Trees are reflected in the house windows and make it look as if, from the outside,

 

                         The house itself is full of forest veins.

 

I imagine how trees might grow all through the house, how evidence of the seasons will pass there, how I’ll see

 

                                                                    ...The high

buds fritter.  [And how] later dead husks will brown,
form carpet, insulation, eiderdown.

 

Like a child, I feel excited about the ‘reality’ of this topsy-turvy looking-glass world of Nature inside the house.  I recall that (and this is not fiction)

 

       ... Once, a child somewhere,

I thought a wood in an art gallery

led to another hollow I might see.

 

It was not in an art gallery but in St Barbara’s Church Hall, Caxton St, Portsmouth, at a Sunday School, and what I saw was either scenery at the back of the stage or a picture on the wall.  I thought I could walk into that picture, and this must have been about 1936 when I was three.

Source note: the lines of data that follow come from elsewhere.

//! TOML configuration parsing and validation.
//!
//! Every section except `[db]` is optional and falls back to the defaults
//! below, so a minimal config file is:
//!
//! ```toml
//! [db]
//! path = "./data/paperdesk.sqlite"
//! ```

use anyhow::{Context, Result};
use serde::Deserialize;
use std::path::{Path, PathBuf};

use paperdesk_core::generation::{GenerationParams, DEFAULT_MAX_INPUT_TOKENS};

#[derive(Debug, Deserialize, Clone)]
pub struct Config {
    pub db: DbConfig,
    #[serde(default)]
    pub source: SourceConfig,
    #[serde(default)]
    pub cache: CacheConfig,
    #[serde(default)]
    pub retrieval: RetrievalConfig,
    #[serde(default)]
    pub embedding: EmbeddingConfig,
    #[serde(default)]
    pub generation: GenerationConfig,
    #[serde(default)]
    pub server: ServerConfig,
}

#[derive(Debug, Deserialize, Clone)]
pub struct DbConfig {
    pub path: PathBuf,
}

#[derive(Debug, Deserialize, Clone)]
pub struct SourceConfig {
    #[serde(default = "default_base_url")]
    pub base_url: String,
    #[serde(default = "default_source_batch_size")]
    pub batch_size: usize,
}

impl Default for SourceConfig {
    fn default() -> Self {
        Self {
            base_url: default_base_url(),
            batch_size: default_source_batch_size(),
        }
    }
}

fn default_base_url() -> String {
    "http://export.arxiv.org/api/query".to_string()
}
fn default_source_batch_size() -> usize {
    5
}

#[derive(Debug, Deserialize, Clone)]
pub struct CacheConfig {
    /// Seconds a cached topic stays fresh.
    #[serde(default = "default_fetch_interval")]
    pub fetch_interval_secs: u64,
}

impl Default for CacheConfig {
    fn default() -> Self {
        Self {
            fetch_interval_secs: default_fetch_interval(),
        }
    }
}

fn default_fetch_interval() -> u64 {
    3600
}

#[derive(Debug, Deserialize, Clone)]
pub struct RetrievalConfig {
    #[serde(default = "default_top_k")]
    pub top_k: usize,
    #[serde(default = "default_preview_chars")]
    pub context_preview_chars: usize,
}

impl Default for RetrievalConfig {
    fn default() -> Self {
        Self {
            top_k: default_top_k(),
            context_preview_chars: default_preview_chars(),
        }
    }
}

fn default_top_k() -> usize {
    3
}
fn default_preview_chars() -> usize {
    500
}

#[derive(Debug, Deserialize, Clone)]
pub struct EmbeddingConfig {
    #[serde(default = "default_disabled")]
    pub provider: String,
    #[serde(default)]
    pub model: Option<String>,
    #[serde(default)]
    pub dims: Option<usize>,
    #[serde(default = "default_embed_batch_size")]
    pub batch_size: usize,
    #[serde(default = "default_max_retries")]
    pub max_retries: u32,
    #[serde(default = "default_timeout_secs")]
    pub timeout_secs: u64,
    /// Base URL override for the HTTP providers.
    #[serde(default)]
    pub url: Option<String>,
}

impl Default for EmbeddingConfig {
    fn default() -> Self {
        Self {
            provider: default_disabled(),
            model: None,
            dims: None,
            batch_size: default_embed_batch_size(),
            max_retries: default_max_retries(),
            timeout_secs: default_timeout_secs(),
            url: None,
        }
    }
}

impl EmbeddingConfig {
    pub fn is_enabled(&self) -> bool {
        self.provider != "disabled"
    }
}

#[derive(Debug, Deserialize, Clone)]
pub struct GenerationConfig {
    #[serde(default = "default_disabled")]
    pub provider: String,
    #[serde(default)]
    pub model: Option<String>,
    #[serde(default = "default_max_length")]
    pub max_length: usize,
    #[serde(default = "default_num_beams")]
    pub num_beams: usize,
    #[serde(default = "default_max_input_tokens")]
    pub max_input_tokens: usize,
    #[serde(default = "default_max_retries")]
    pub max_retries: u32,
    #[serde(default = "default_timeout_secs")]
    pub timeout_secs: u64,
    /// Base URL override for the HTTP providers.
    #[serde(default)]
    pub url: Option<String>,
}

impl Default for GenerationConfig {
    fn default() -> Self {
        Self {
            provider: default_disabled(),
            model: None,
            max_length: default_max_length(),
            num_beams: default_num_beams(),
            max_input_tokens: default_max_input_tokens(),
            max_retries: default_max_retries(),
            timeout_secs: default_timeout_secs(),
            url: None,
        }
    }
}

impl GenerationConfig {
    pub fn is_enabled(&self) -> bool {
        self.provider != "disabled"
    }

    /// Request parameters with the configured defaults.
    pub fn params(&self) -> GenerationParams {
        GenerationParams {
            model: None,
            max_length: self.max_length,
            num_beams: self.num_beams,
        }
    }
}

fn default_disabled() -> String {
    "disabled".to_string()
}
fn default_embed_batch_size() -> usize {
    64
}
fn default_max_retries() -> u32 {
    5
}
fn default_timeout_secs() -> u64 {
    30
}
fn default_max_length() -> usize {
    150
}
fn default_num_beams() -> usize {
    4
}
fn default_max_input_tokens() -> usize {
    DEFAULT_MAX_INPUT_TOKENS
}

#[derive(Debug, Deserialize, Clone)]
pub struct ServerConfig {
    #[serde(default = "default_bind")]
    pub bind: String,
}

impl Default for ServerConfig {
    fn default() -> Self {
        Self {
            bind: default_bind(),
        }
    }
}

fn default_bind() -> String {
    "127.0.0.1:7341".to_string()
}

pub fn load_config(path: &Path) -> Result<Config> {
    let content = std::fs::read_to_string(path)
        .with_context(|| format!("Failed to read config file: {}", path.display()))?;
    parse_config(&content)
}

pub fn parse_config(content: &str) -> Result<Config> {
    let config: Config = toml::from_str(content).with_context(|| "Failed to parse config file")?;

    if config.source.batch_size == 0 {
        anyhow::bail!("source.batch_size must be > 0");
    }

    if config.retrieval.top_k == 0 {
        anyhow::bail!("retrieval.top_k must be >= 1");
    }

    if config.generation.max_input_tokens == 0 {
        anyhow::bail!("generation.max_input_tokens must be > 0");
    }

    match config.embedding.provider.as_str() {
        "disabled" | "local" => {}
        "openai" | "ollama" => {
            if config.embedding.model.is_none() {
                anyhow::bail!(
                    "embedding.model must be specified when provider is '{}'",
                    config.embedding.provider
                );
            }
            if config.embedding.dims.is_none() || config.embedding.dims == Some(0) {
                anyhow::bail!(
                    "embedding.dims must be > 0 when provider is '{}'",
                    config.embedding.provider
                );
            }
        }
        other => anyhow::bail!(
            "Unknown embedding provider: '{}'. Must be disabled, openai, ollama, or local.",
            other
        ),
    }

    match config.generation.provider.as_str() {
        "disabled" => {}
        "openai" | "ollama" => {
            if config.generation.model.is_none() {
                anyhow::bail!(
                    "generation.model must be specified when provider is '{}'",
                    config.generation.provider
                );
            }
        }
        other => anyhow::bail!(
            "Unknown generation provider: '{}'. Must be disabled, openai, or ollama.",
            other
        ),
    }

    Ok(config)
}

I next wonder about what other logic-defying, Alice-in-Wonderland ambitions I might like to fulfil, concluding that they:

 

would be to ravish Nature where she lies,

then to cognise her algebraic laws.

 

To be a sort of Titan copulating with Gaia, the Earth, is not a primitive and dark urge, but an enlightened wish, the Romantic transcendentalist desire to unite subject and object, to become one with Nature.  Not that I believe this is possible, but it’s a less harmful belief than many.  The other wish, to know Nature’s algebraic laws, is that of the modern hierophant, the astrophysicist, and is just as extravagant and doomed to failure—though I’m not against science, far from it. The conclusion,

 

But best would be to live with trees indoors...

 

returns one to a more modest desire and I retreat into the childish desire to run through the frame and into the picture.